[Saved data entries]
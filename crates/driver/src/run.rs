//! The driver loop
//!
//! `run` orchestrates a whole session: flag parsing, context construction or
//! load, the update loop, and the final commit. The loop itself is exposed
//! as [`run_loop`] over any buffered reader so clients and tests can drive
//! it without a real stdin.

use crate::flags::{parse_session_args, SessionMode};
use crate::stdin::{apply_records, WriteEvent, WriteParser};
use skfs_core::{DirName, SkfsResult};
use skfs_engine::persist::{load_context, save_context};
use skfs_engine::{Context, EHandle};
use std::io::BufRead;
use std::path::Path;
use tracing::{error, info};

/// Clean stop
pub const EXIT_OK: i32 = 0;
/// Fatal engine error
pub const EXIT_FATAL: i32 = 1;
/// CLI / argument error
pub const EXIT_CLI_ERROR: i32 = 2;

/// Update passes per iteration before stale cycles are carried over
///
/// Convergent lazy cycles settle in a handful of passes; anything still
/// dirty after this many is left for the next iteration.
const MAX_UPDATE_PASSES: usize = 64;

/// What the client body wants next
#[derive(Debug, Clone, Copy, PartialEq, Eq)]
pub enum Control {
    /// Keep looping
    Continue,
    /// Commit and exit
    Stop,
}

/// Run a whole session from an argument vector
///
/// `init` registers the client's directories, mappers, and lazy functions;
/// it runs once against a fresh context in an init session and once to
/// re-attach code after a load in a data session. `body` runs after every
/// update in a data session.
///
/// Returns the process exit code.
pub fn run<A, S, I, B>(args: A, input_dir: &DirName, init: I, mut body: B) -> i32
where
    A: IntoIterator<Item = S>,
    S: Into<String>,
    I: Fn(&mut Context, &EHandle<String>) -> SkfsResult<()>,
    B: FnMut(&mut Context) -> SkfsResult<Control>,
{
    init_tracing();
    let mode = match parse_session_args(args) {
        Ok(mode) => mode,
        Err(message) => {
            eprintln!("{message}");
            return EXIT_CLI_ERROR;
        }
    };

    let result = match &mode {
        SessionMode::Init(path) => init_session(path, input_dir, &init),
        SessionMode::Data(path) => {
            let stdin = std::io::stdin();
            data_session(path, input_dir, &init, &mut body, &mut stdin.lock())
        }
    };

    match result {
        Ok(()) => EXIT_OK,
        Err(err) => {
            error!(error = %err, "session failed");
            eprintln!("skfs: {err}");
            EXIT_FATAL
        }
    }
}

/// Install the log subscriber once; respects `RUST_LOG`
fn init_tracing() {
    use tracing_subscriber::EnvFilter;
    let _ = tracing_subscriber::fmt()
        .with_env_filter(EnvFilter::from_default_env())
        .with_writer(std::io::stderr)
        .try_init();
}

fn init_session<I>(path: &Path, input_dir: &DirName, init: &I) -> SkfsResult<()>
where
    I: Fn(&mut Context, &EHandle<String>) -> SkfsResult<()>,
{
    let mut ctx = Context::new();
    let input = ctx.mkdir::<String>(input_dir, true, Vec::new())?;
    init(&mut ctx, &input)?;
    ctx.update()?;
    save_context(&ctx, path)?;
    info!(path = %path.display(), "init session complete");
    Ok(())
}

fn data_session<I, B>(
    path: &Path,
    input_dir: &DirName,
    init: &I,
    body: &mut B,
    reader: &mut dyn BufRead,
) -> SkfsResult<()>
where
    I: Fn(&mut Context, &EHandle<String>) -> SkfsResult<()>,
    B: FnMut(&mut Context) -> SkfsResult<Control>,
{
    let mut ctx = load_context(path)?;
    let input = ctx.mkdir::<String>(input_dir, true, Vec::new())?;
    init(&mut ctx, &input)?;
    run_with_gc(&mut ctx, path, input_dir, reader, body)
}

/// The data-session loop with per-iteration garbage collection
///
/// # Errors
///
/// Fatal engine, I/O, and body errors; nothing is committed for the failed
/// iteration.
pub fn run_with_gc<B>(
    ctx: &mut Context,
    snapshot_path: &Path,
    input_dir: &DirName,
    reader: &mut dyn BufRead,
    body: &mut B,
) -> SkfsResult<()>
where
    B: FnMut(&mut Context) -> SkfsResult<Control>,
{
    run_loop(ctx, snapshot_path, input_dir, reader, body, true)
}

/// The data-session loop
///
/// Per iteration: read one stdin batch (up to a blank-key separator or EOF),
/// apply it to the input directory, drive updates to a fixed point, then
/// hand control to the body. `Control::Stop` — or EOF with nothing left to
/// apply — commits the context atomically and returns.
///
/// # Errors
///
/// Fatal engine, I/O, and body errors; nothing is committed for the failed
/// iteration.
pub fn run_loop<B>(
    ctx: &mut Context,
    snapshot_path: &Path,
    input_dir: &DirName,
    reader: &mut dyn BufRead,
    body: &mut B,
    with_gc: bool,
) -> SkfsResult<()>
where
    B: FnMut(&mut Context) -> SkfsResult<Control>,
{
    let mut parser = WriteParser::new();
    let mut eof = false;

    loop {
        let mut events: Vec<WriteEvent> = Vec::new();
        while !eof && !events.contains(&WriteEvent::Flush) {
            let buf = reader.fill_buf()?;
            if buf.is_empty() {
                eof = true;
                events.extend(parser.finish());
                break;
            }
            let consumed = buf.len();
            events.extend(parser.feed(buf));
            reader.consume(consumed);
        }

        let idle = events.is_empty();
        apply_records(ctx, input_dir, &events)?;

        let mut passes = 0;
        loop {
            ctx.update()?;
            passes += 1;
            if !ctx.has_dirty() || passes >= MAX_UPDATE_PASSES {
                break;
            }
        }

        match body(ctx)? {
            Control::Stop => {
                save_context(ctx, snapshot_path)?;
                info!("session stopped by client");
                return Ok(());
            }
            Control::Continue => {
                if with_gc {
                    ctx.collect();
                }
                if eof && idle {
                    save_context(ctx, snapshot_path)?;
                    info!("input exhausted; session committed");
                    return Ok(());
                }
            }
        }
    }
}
---
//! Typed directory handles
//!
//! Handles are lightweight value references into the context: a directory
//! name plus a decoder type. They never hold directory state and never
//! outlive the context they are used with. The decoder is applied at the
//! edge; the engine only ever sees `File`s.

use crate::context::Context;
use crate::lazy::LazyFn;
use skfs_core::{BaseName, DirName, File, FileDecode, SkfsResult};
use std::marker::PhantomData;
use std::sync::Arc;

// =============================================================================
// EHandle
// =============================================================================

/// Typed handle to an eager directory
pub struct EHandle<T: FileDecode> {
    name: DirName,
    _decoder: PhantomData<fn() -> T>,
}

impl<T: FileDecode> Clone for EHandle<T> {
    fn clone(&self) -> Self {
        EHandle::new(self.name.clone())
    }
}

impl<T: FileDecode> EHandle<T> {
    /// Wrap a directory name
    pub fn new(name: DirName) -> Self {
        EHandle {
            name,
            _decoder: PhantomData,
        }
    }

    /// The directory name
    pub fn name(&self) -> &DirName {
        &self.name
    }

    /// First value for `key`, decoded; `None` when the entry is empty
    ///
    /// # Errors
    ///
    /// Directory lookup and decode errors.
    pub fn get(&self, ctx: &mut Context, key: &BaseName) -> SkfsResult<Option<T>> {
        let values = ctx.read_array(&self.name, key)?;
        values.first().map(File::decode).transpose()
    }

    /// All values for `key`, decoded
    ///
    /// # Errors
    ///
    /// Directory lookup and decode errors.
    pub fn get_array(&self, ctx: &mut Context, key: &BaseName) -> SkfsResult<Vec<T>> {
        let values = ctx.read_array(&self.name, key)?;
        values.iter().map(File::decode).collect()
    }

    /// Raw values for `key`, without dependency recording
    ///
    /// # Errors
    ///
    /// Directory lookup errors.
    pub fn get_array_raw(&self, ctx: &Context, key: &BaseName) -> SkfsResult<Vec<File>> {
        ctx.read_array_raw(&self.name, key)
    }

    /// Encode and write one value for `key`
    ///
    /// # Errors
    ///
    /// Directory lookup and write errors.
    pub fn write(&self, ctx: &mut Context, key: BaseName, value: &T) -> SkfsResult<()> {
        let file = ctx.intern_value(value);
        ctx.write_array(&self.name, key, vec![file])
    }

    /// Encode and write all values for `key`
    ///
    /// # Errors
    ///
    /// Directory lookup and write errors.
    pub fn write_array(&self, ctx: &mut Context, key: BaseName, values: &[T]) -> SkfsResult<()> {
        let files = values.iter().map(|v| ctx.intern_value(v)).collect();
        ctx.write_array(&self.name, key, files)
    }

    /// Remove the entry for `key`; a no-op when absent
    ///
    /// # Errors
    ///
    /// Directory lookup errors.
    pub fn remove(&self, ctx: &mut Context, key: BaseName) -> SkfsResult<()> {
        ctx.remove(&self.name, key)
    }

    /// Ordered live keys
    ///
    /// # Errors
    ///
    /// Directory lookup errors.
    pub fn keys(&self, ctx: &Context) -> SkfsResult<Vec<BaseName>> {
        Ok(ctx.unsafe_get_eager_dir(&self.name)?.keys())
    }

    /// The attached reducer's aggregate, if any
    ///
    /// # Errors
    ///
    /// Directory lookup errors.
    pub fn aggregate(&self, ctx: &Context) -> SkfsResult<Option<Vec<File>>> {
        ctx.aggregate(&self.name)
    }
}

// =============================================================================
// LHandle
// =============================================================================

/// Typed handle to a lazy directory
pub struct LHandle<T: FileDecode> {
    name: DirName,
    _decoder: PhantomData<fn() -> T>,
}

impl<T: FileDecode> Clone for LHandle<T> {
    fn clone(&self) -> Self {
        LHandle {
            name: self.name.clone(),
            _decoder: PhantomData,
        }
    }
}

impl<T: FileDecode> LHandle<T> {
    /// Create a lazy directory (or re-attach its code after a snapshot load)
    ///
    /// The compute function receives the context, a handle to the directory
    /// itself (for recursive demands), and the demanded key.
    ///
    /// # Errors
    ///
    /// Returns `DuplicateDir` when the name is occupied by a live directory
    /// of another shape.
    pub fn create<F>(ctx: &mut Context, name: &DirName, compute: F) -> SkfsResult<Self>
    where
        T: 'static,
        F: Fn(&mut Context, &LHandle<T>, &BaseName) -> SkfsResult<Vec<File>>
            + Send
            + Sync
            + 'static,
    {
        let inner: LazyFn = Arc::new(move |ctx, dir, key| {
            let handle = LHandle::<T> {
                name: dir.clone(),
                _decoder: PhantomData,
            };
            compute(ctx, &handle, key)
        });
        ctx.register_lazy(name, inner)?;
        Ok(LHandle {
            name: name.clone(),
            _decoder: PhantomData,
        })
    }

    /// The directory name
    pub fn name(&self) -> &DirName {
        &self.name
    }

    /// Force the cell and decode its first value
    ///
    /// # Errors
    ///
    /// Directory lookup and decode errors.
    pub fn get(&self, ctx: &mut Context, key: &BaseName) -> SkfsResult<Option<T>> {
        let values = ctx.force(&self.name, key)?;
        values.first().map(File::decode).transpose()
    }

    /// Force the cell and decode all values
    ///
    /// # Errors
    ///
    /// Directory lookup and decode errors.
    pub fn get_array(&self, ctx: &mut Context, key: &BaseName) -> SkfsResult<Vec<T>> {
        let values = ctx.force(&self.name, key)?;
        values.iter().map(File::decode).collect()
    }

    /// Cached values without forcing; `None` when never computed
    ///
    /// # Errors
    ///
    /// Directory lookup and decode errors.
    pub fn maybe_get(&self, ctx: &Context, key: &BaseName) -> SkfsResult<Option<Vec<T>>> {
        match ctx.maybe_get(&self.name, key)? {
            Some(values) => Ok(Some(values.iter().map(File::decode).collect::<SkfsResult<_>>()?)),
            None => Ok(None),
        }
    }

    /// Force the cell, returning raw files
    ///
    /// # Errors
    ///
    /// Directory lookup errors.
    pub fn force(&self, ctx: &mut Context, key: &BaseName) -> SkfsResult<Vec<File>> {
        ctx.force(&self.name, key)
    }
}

- Problem requirements -
Among the lines above, count those containing the word "itself" and write only the number.

- Output for this task -
2